Materials provided START
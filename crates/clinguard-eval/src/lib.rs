//! Clinical Protocol Evaluation Engine
//!
//! This crate evaluates clinical protocols against a patient-state snapshot.
//! From leaf to root:
//!
//! - **Operators**: pure predicates (`between`, `has_medication`,
//!   `has_condition_icd`, `age_between`, `array_contains_any`) and comparisons
//! - **Expression evaluation**: recursive interpretation of a logic tree
//!   against a flattened [`EvaluationContext`]
//! - **Validation**: confidence, staleness and required-field gates
//! - **Rule evaluation**: validation + logic → [`EvaluationOutcome`]
//! - **Aggregation**: an ordered protocol batch → [`ProtocolSetOutput`]
//!
//! # Example
//!
//! ```
//! use clinguard_eval::ProtocolEngine;
//! use clinguard_logic::ClinicalProtocolRule;
//! use clinguard_types::PatientState;
//! use chrono::Utc;
//!
//! let protocol: ClinicalProtocolRule = serde_json::from_value(serde_json::json!({
//!     "ruleId": "dm-a1c-001",
//!     "name": "Elevated A1c referral",
//!     "logic": {"if": [{">": [{"var": "a1c"}, 6.5]}, "refer_endocrinology", "no_action"]},
//!     "validation": {"minConfidence": 0.85}
//! })).unwrap();
//!
//! let state = PatientState::new(0.95, Utc::now()).unwrap().with_vital("a1c", 7.5).unwrap();
//! let output = ProtocolEngine::new().evaluate_protocols(&state, &[protocol]);
//! assert_eq!(output.actions[0].action, "refer_endocrinology");
//! ```
//!
//! # Failure isolation
//!
//! Evaluation never panics and never returns an error for a well-typed
//! input. A protocol whose logic cannot be evaluated is reported as a skip
//! with reason `evaluation_failed`; the rest of the batch is unaffected.

pub mod aggregate;
pub mod config;
pub mod context;
pub mod engine;
pub mod error;
pub mod operators;
pub mod rule;
pub mod validator;

pub use config::{ActionPolicy, EngineConfig};
pub use context::EvaluationContext;
pub use engine::{EvalOutcome, ProtocolEngine};
pub use error::{ConfigError, EvalError, EvalResult};
pub use validator::validate_at;

pub use clinguard_types::{
    ActionResult, EvaluationOutcome, ProtocolSetOutput, SkipReason, SkipResult, ValidationResult,
};

pub use operators::{
    age_between, array_contains_any, between, compare_values, has_condition_icd, has_medication,
};
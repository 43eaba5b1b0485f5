//! Patient-state snapshot
//!
//! A [`PatientState`] is the point-in-time summary of a patient's clinical
//! facts that protocols are evaluated against. Every field is addressable by
//! a dot-path:
//!
//! | path                      | value                          |
//! |---------------------------|--------------------------------|
//! | `vitals.<name>` / `<name>`| the named vital                |
//! | `meds`                    | list of medication strings     |
//! | `conditions`              | list of ICD-10-like codes      |
//! | `symptoms`                | list of symptom strings        |
//! | `<list>.<index>`          | one element of a list field    |
//! | `confidence`              | extraction confidence          |
//! | `timestamp`               | RFC 3339 snapshot time         |

use crate::error::{StateError, StateResult};
use crate::value::Value;
use chrono::{DateTime, Utc};
use indexmap::IndexMap;
use serde::{Deserialize, Deserializer, Serialize};

/// Canonical top-level field names. These shadow vitals of the same name
/// when addressed without the `vitals.` prefix.
const LIST_FIELDS: [&str; 3] = ["meds", "conditions", "symptoms"];

/// Point-in-time patient snapshot.
///
/// Collections default to empty and are never absent. `confidence` is always
/// within `[0, 1]` when built through [`PatientState::new`] or
/// deserialization.
#[derive(Debug, Clone, PartialEq, Serialize, Deserialize)]
#[serde(rename_all = "camelCase")]
pub struct PatientState {
    /// Named numeric or categorical measurements, in extraction order
    #[serde(default)]
    pub vitals: IndexMap<String, Value>,
    /// Medications, in extraction order
    #[serde(default, alias = "medications")]
    pub meds: Vec<String>,
    /// ICD-10-like condition codes
    #[serde(default)]
    pub conditions: Vec<String>,
    /// Reported symptoms
    #[serde(default)]
    pub symptoms: Vec<String>,
    /// Extraction confidence in `[0, 1]`
    #[serde(deserialize_with = "deserialize_confidence")]
    pub confidence: f64,
    /// When the snapshot was taken
    pub timestamp: DateTime<Utc>,
}

impl PatientState {
    /// Create an empty snapshot
    pub fn new(confidence: f64, timestamp: DateTime<Utc>) -> StateResult<Self> {
        check_confidence(confidence)?;
        Ok(Self {
            vitals: IndexMap::new(),
            meds: Vec::new(),
            conditions: Vec::new(),
            symptoms: Vec::new(),
            confidence,
            timestamp,
        })
    }

    /// Add a vital sign
    pub fn with_vital(
        mut self,
        name: impl Into<String>,
        value: impl Into<Value>,
    ) -> StateResult<Self> {
        let name = name.into();
        if name.is_empty() || name.starts_with('.') || name.ends_with('.') {
            return Err(StateError::invalid_vital_name(name));
        }
        self.vitals.insert(name, value.into());
        Ok(self)
    }

    /// Add a medication
    pub fn with_medication(mut self, medication: impl Into<String>) -> Self {
        self.meds.push(medication.into());
        self
    }

    /// Add a condition code
    pub fn with_condition(mut self, code: impl Into<String>) -> Self {
        self.conditions.push(code.into());
        self
    }

    /// Add a symptom
    pub fn with_symptom(mut self, symptom: impl Into<String>) -> Self {
        self.symptoms.push(symptom.into());
        self
    }

    /// Age of the snapshot in hours relative to `now`.
    ///
    /// Negative when the snapshot is timestamped in the future.
    pub fn age_hours(&self, now: DateTime<Utc>) -> f64 {
        (now - self.timestamp).num_milliseconds() as f64 / 3_600_000.0
    }

    /// Resolve a dot-path. Unknown paths and null vitals resolve to
    /// [`Value::Null`].
    ///
    /// `<path>.<index>` addresses one element of any list-valued path, the
    /// same way [`PatientState::flatten`] output is read during evaluation.
    pub fn resolve(&self, path: &str) -> Value {
        let value = self.resolve_field(path);
        if !value.is_null() {
            return value;
        }
        path.rsplit_once('.')
            .and_then(|(list, index)| {
                let index = index.parse::<usize>().ok()?;
                self.resolve_field(list).as_list()?.get(index).cloned()
            })
            .unwrap_or_default()
    }

    /// Check whether a dot-path resolves to a present value
    pub fn has_field(&self, path: &str) -> bool {
        !self.resolve(path).is_null()
    }

    /// Flatten the snapshot into `(dot-path, value)` pairs.
    ///
    /// Vitals appear both under `vitals.<name>` and under their bare name,
    /// unless the bare name collides with a canonical field.
    pub fn flatten(&self) -> IndexMap<String, Value> {
        let mut fields = IndexMap::with_capacity(self.vitals.len() * 2 + 5);

        for field in LIST_FIELDS {
            fields.insert(field.to_string(), self.resolve(field));
        }
        fields.insert("confidence".to_string(), Value::Number(self.confidence));
        fields.insert("timestamp".to_string(), Value::String(self.timestamp.to_rfc3339()));

        for (name, value) in &self.vitals {
            fields.insert(format!("vitals.{}", name), value.clone());
            if !fields.contains_key(name.as_str()) {
                fields.insert(name.clone(), value.clone());
            }
        }

        fields
    }

    fn resolve_field(&self, path: &str) -> Value {
        match path {
            "meds" => Value::string_list(self.meds.iter().cloned()),
            "conditions" => Value::string_list(self.conditions.iter().cloned()),
            "symptoms" => Value::string_list(self.symptoms.iter().cloned()),
            "confidence" => Value::Number(self.confidence),
            "timestamp" => Value::String(self.timestamp.to_rfc3339()),
            _ => {
                let name = path.strip_prefix("vitals.").unwrap_or(path);
                self.vitals.get(name).cloned().unwrap_or_default()
            }
        }
    }
}

fn check_confidence(confidence: f64) -> StateResult<()> {
    if (0.0..=1.0).contains(&confidence) {
        Ok(())
    } else {
        Err(StateError::confidence_out_of_range(confidence))
    }
}

fn deserialize_confidence<'de, D>(deserializer: D) -> Result<f64, D::Error>
where
    D: Deserializer<'de>,
{
    let confidence = f64::deserialize(deserializer)?;
    check_confidence(confidence).map_err(serde::de::Error::custom)?;
    Ok(confidence)
}

#[cfg(test)]
mod tests {
    use super::*;
    use chrono::{Duration, TimeZone};
    use pretty_assertions::assert_eq;
    use serde_json::json;

    fn snapshot_time() -> DateTime<Utc> {
        Utc.with_ymd_and_hms(2025, 3, 1, 12, 0, 0).unwrap()
    }

    fn state() -> PatientState {
        PatientState::new(0.9, snapshot_time())
            .unwrap()
            .with_vital("a1c", 7.5)
            .unwrap()
            .with_vital("smoking_status", "former")
            .unwrap()
            .with_vital("ldl", Value::Null)
            .unwrap()
            .with_medication("Metformin 500mg")
            .with_condition("E11.9")
    }

    #[test]
    fn test_confidence_range() {
        assert!(PatientState::new(0.0, snapshot_time()).is_ok());
        assert!(PatientState::new(1.0, snapshot_time()).is_ok());
        assert_eq!(
            PatientState::new(1.2, snapshot_time()),
            Err(StateError::ConfidenceOutOfRange { value: 1.2 })
        );
        assert!(PatientState::new(f64::NAN, snapshot_time()).is_err());
    }

    #[test]
    fn test_resolve_paths() {
        let s = state();
        assert_eq!(s.resolve("vitals.a1c"), Value::Number(7.5));
        assert_eq!(s.resolve("a1c"), Value::Number(7.5));
        assert_eq!(s.resolve("smoking_status"), Value::string("former"));
        assert_eq!(s.resolve("meds"), Value::string_list(["Metformin 500mg"]));
        assert_eq!(s.resolve("meds.0"), Value::string("Metformin 500mg"));
        assert_eq!(s.resolve("meds.3"), Value::Null);
        assert_eq!(s.resolve("symptoms"), Value::List(vec![]));
        assert_eq!(s.resolve("confidence"), Value::Number(0.9));
        assert_eq!(s.resolve("vitals.bmi"), Value::Null);
        assert_eq!(s.resolve("ldl"), Value::Null);
    }

    #[test]
    fn test_resolve_list_vital_index() {
        let s = state().with_vital("bp", Value::List(vec![150.into(), 95.into()])).unwrap();
        assert_eq!(s.resolve("bp.0"), Value::Number(150.0));
        assert_eq!(s.resolve("vitals.bp.1"), Value::Number(95.0));
        assert_eq!(s.resolve("bp.2"), Value::Null);
        assert_eq!(s.resolve("a1c.0"), Value::Null);
        assert!(s.has_field("bp.0"));
    }

    #[test]
    fn test_empty_collections_are_present() {
        let s = PatientState::new(0.5, snapshot_time()).unwrap();
        assert!(s.has_field("symptoms"));
        assert!(s.has_field("meds"));
        assert!(!s.has_field("vitals.a1c"));
    }

    #[test]
    fn test_flatten_matches_resolve() {
        let s = state();
        for (path, value) in s.flatten() {
            assert_eq!(s.resolve(&path), value, "path {}", path);
        }
    }

    #[test]
    fn test_invalid_vital_name() {
        let result = PatientState::new(0.5, snapshot_time()).unwrap().with_vital("", 1);
        assert!(matches!(result, Err(StateError::InvalidVitalName { .. })));
    }

    #[test]
    fn test_age_hours() {
        let s = state();
        assert_eq!(s.age_hours(snapshot_time() + Duration::hours(48)), 48.0);
        assert_eq!(s.age_hours(snapshot_time() - Duration::minutes(30)), -0.5);
    }

    #[test]
    fn test_deserialize_defaults_and_validation() {
        let s: PatientState = serde_json::from_value(json!({
            "vitals": {"a1c": 7.5},
            "confidence": 0.95,
            "timestamp": "2025-03-01T12:00:00Z"
        }))
        .unwrap();
        assert!(s.meds.is_empty());
        assert!(s.conditions.is_empty());
        assert_eq!(s.timestamp, snapshot_time());

        let err = serde_json::from_value::<PatientState>(json!({
            "confidence": 1.5,
            "timestamp": "2025-03-01T12:00:00Z"
        }));
        assert!(err.is_err());
    }
}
Materials provided END
Word for word, quote the lines of the material from the first line through the line with "- **Operators**: pure", both ends included.

▶ _Written solution_:
filename crates/clinguard-eval/src/lib.rs
//! Clinical Protocol Evaluation Engine
//!
//! This crate evaluates clinical protocols against a patient-state snapshot.
//! From leaf to root:
//!
//! - **Operators**: pure predicates (`between`, `has_medication`,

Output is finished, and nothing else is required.